Недовольный исключением из партии лидеров оппозиции в 1927 году, он тоже вышел из партии. Окончил Ленинградскую артиллерийскую школу имени Красного Октября, но демобилизовался из армии (см.: «Лубянка. Сталин и ВЧК — ГПУ — ОГПУ — НКВД. Документы»). Работы не нашел, поступил на вечернее отделение военной академии. Жить ему было негде. Вместе с женой он снимал угол у крестьянина в селе Жулебино, бедствовал. Нахаев намеревался в случае неудачи покончить с собой. Он заготовил пузырек с ядом, но не успел им воспользоваться.

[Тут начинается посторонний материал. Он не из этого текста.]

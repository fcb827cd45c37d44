//! Application configuration.
//!
//! Settings live in a pretty-printed `config.json` inside the platform data
//! directory resolved by [`DataStorage`]. A missing file means defaults, so
//! the CLI works out of the box against the local SQLite backend.
//!
//! ## Layout
//!
//! ```json
//! {
//!   "user_id": "local",
//!   "sync": { "persist_timeout_ms": 8000, "reorder_debounce_ms": 100, "just_changed_ms": 1500, "retry_once": true, "poll_interval_ms": 5000 },
//!   "drag": { "activation_delay_ms": 250, "tolerance_px": 5.0 },
//!   "remote": { "api_url": "https://example.supabase.co", "api_key": "...", "table": "tasks" },
//!   "display": { "order": ["big_three", "urgent"], "hidden": ["completed"] }
//! }
//! ```
//!
//! `remote` and `display` are optional. Every other section falls back to its
//! defaults when omitted.

use super::data_storage::DataStorage;
use crate::libs::messages::Message;
use crate::libs::section::SectionId;
use crate::msg_print;
use anyhow::Result;
use dialoguer::{theme::ColorfulTheme, Confirm, Input, MultiSelect};
use serde::{Deserialize, Serialize};
use std::fs::{self, File};
use std::time::Duration;

pub const CONFIG_FILE_NAME: &str = "config.json";

/// Menu entry in the setup wizard.
#[derive(Debug, Clone)]
pub struct ConfigModule {
    pub key: String,
    pub name: String,
}

/// Timing of persistence and reconciliation.
#[derive(Serialize, Deserialize, Clone, Debug, PartialEq)]
#[serde(default)]
pub struct SyncConfig {
    /// A remote write slower than this counts as failed.
    pub persist_timeout_ms: u64,
    /// Window in which drag reorders are coalesced into one write.
    pub reorder_debounce_ms: u64,
    /// How long a task is flagged as just changed after a local edit.
    pub just_changed_ms: u64,
    /// Retry a failed write once before rolling back.
    pub retry_once: bool,
    /// Poll interval for backends without push notifications.
    pub poll_interval_ms: u64,
}

impl Default for SyncConfig {
    fn default() -> Self {
        SyncConfig {
            persist_timeout_ms: 8000,
            reorder_debounce_ms: 100,
            just_changed_ms: 1500,
            retry_once: true,
            poll_interval_ms: 5000,
        }
    }
}

impl SyncConfig {
    pub fn persist_timeout(&self) -> Duration {
        Duration::from_millis(self.persist_timeout_ms)
    }

    pub fn reorder_debounce(&self) -> Duration {
        Duration::from_millis(self.reorder_debounce_ms)
    }

    pub fn just_changed(&self) -> Duration {
        Duration::from_millis(self.just_changed_ms)
    }

    pub fn poll_interval(&self) -> Duration {
        Duration::from_millis(self.poll_interval_ms)
    }
}

/// Press-and-hold activation of drag gestures.
#[derive(Serialize, Deserialize, Clone, Debug, PartialEq)]
#[serde(default)]
pub struct DragConfig {
    pub activation_delay_ms: u64,
    pub tolerance_px: f64,
}

impl Default for DragConfig {
    fn default() -> Self {
        DragConfig {
            activation_delay_ms: 250,
            tolerance_px: 5.0,
        }
    }
}

/// Hosted PostgREST-style endpoint.
#[derive(Serialize, Deserialize, Clone, Debug, PartialEq)]
pub struct RemoteConfig {
    pub api_url: String,
    pub api_key: String,
    #[serde(default = "RemoteConfig::default_table")]
    pub table: String,
}

impl RemoteConfig {
    fn default_table() -> String {
        "tasks".to_string()
    }
}

/// Section visibility and display order.
#[derive(Serialize, Deserialize, Clone, Debug, PartialEq, Default)]
pub struct DisplayConfig {
    #[serde(default)]
    pub order: Vec<SectionId>,
    #[serde(default)]
    pub hidden: Vec<SectionId>,
}

#[derive(Serialize, Deserialize, Clone, Debug, PartialEq)]
pub struct Config {
    #[serde(default = "Config::default_user_id")]
    pub user_id: String,

    #[serde(default)]
    pub sync: SyncConfig,

    #[serde(default)]
    pub drag: DragConfig,

    #[serde(skip_serializing_if = "Option::is_none")]
    pub remote: Option<RemoteConfig>,

    #[serde(skip_serializing_if = "Option::is_none")]
    pub display: Option<DisplayConfig>,
}

impl Default for Config {
    fn default() -> Self {
        Config {
            user_id: Self::default_user_id(),
            sync: SyncConfig::default(),
            drag: DragConfig::default(),
            remote: None,
            display: None,
        }
    }
}

impl Config {
    fn default_user_id() -> String {
        "local".to_string()
    }

    pub fn read() -> Result<Config> {
        let config_file_path = DataStorage::new().get_path(CONFIG_FILE_NAME)?;
        if !config_file_path.exists() {
            return Ok(Config::default());
        }

        let config_str = fs::read_to_string(config_file_path)?;
        let config: Config = serde_json::from_str(&config_str)?;
        Ok(config)
    }

    pub fn save(&self) -> Result<()> {
        let config_file_path = DataStorage::new().get_path(CONFIG_FILE_NAME)?;
        let config_file = File::create(config_file_path)?;
        serde_json::to_writer_pretty(&config_file, &self)?;
        Ok(())
    }

    /// Removes the config file. Returns false if there was none.
    pub fn delete() -> Result<bool> {
        let config_file_path = DataStorage::new().get_path(CONFIG_FILE_NAME)?;
        if !config_file_path.exists() {
            return Ok(false);
        }
        fs::remove_file(config_file_path)?;
        Ok(true)
    }

    /// Interactive setup wizard. Existing values are offered as defaults.
    pub fn init() -> Result<Self> {
        let mut config = Self::read().unwrap_or_default();

        config.user_id = Input::with_theme(&ColorfulTheme::default())
            .with_prompt(Message::PromptUserId.to_string())
            .default(config.user_id.clone())
            .interact_text()?;

        let modules = vec![
            ConfigModule {
                key: "sync".to_string(),
                name: "Sync".to_string(),
            },
            ConfigModule {
                key: "drag".to_string(),
                name: "Drag".to_string(),
            },
            ConfigModule {
                key: "remote".to_string(),
                name: "Remote".to_string(),
            },
            ConfigModule {
                key: "display".to_string(),
                name: "Display".to_string(),
            },
        ];

        let selected = MultiSelect::with_theme(&ColorfulTheme::default())
            .with_prompt(Message::PromptSelectModules.to_string())
            .items(&modules.iter().map(|module| &module.name).collect::<Vec<_>>())
            .interact()?;

        for &selection in &selected {
            match modules[selection].key.as_str() {
                "sync" => config.sync = Self::init_sync(&config.sync)?,
                "drag" => config.drag = Self::init_drag(&config.drag)?,
                "remote" => config.remote = Self::init_remote(&config.remote)?,
                "display" => config.display = Some(Self::init_display(&config.display)?),
                _ => {}
            }
        }

        Ok(config)
    }

    fn init_sync(current: &SyncConfig) -> Result<SyncConfig> {
        msg_print!(Message::ConfigModuleSync);
        let theme = ColorfulTheme::default();
        Ok(SyncConfig {
            persist_timeout_ms: Input::with_theme(&theme)
                .with_prompt(Message::PromptPersistTimeout.to_string())
                .default(current.persist_timeout_ms)
                .interact_text()?,
            reorder_debounce_ms: Input::with_theme(&theme)
                .with_prompt(Message::PromptReorderDebounce.to_string())
                .default(current.reorder_debounce_ms)
                .interact_text()?,
            just_changed_ms: Input::with_theme(&theme)
                .with_prompt(Message::PromptJustChanged.to_string())
                .default(current.just_changed_ms)
                .interact_text()?,
            retry_once: Confirm::with_theme(&theme)
                .with_prompt(Message::PromptRetryOnce.to_string())
                .default(current.retry_once)
                .interact()?,
            poll_interval_ms: Input::with_theme(&theme)
                .with_prompt(Message::PromptPollInterval.to_string())
                .default(current.poll_interval_ms)
                .interact_text()?,
        })
    }

    fn init_drag(current: &DragConfig) -> Result<DragConfig> {
        msg_print!(Message::ConfigModuleDrag);
        let theme = ColorfulTheme::default();
        Ok(DragConfig {
            activation_delay_ms: Input::with_theme(&theme)
                .with_prompt(Message::PromptActivationDelay.to_string())
                .default(current.activation_delay_ms)
                .interact_text()?,
            tolerance_px: Input::with_theme(&theme)
                .with_prompt(Message::PromptDragTolerance.to_string())
                .default(current.tolerance_px)
                .interact_text()?,
        })
    }

    /// An empty URL switches back to the local database.
    fn init_remote(current: &Option<RemoteConfig>) -> Result<Option<RemoteConfig>> {
        msg_print!(Message::ConfigModuleRemote);
        let theme = ColorfulTheme::default();
        let default = current.clone().unwrap_or(RemoteConfig {
            api_url: String::new(),
            api_key: String::new(),
            table: RemoteConfig::default_table(),
        });

        let api_url: String = Input::with_theme(&theme)
            .with_prompt(Message::PromptApiUrl.to_string())
            .default(default.api_url)
            .allow_empty(true)
            .interact_text()?;
        if api_url.trim().is_empty() {
            return Ok(None);
        }

        Ok(Some(RemoteConfig {
            api_url,
            api_key: Input::with_theme(&theme)
                .with_prompt(Message::PromptApiKey.to_string())
                .default(default.api_key)
                .interact_text()?,
            table: Input::with_theme(&theme)
                .with_prompt(Message::PromptTable.to_string())
                .default(default.table)
                .interact_text()?,
        }))
    }

    fn init_display(current: &Option<DisplayConfig>) -> Result<DisplayConfig> {
        msg_print!(Message::ConfigModuleDisplay);
        let current = current.clone().unwrap_or_default();
        let sections: Vec<SectionId> = SectionId::FIXED.iter().cloned().chain([SectionId::Weekly, SectionId::Inbox]).collect();
        let defaults: Vec<bool> = sections.iter().map(|s| !current.hidden.contains(s)).collect();

        let visible = MultiSelect::with_theme(&ColorfulTheme::default())
            .with_prompt(Message::PromptVisibleSections.to_string())
            .items(&sections.iter().map(|s| s.title()).collect::<Vec<_>>())
            .defaults(&defaults)
            .interact()?;

        let hidden = sections.iter().enumerate().filter(|(i, _)| !visible.contains(i)).map(|(_, s)| s.clone()).collect();
        Ok(DisplayConfig { order: current.order, hidden })
    }
}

Сталин не принял версию о человеке с психическими отклонениями. Он сразу назвал Нахаева иностранным шпионом и участником заговора, который чекистам следовало незамедлительно раскрыть. Этот случай подтверждал подозрения относительно ненадежности военных и доказывал необходимость еще большего контроля особых отделов над Красной армией.

Сталин инструктировал Кагановича:

«Дело Нахаева — сволочное дело. Он, конечно (конечно!), не одинок. Надо его прижать к стенке, заставить сказать — сообщить всю правду и потом наказать по всей строгости. Он, должно быть, агент польско-немецкий (или японский).

Чекисты становятся смешными, когда дискутируют с ним о его “политических взглядах” (это называется допрос!). У продажной шкуры не бывает политвзглядов — иначе он не был бы агентом посторонней силы. Он призывал вооруженных людей к действию против правительства — значит его надо уничтожить.

Видимо, в Осоавиахиме не всё обстоит благополучно».

Указания вождя были приняты к исполнению.

Исполнительный Каганович из Москвы постоянно информировал Сталина о ходе расследования:

«Следствие о Нахаеве разворачивается туго. Он сам заболел, в связи с его попыткой отравления, и трудно поддается допросу. Завтра будут его допрашивать. Остальные показания пока связей не раскрывают.

Посылаю Вам две маленькие записочки Ник.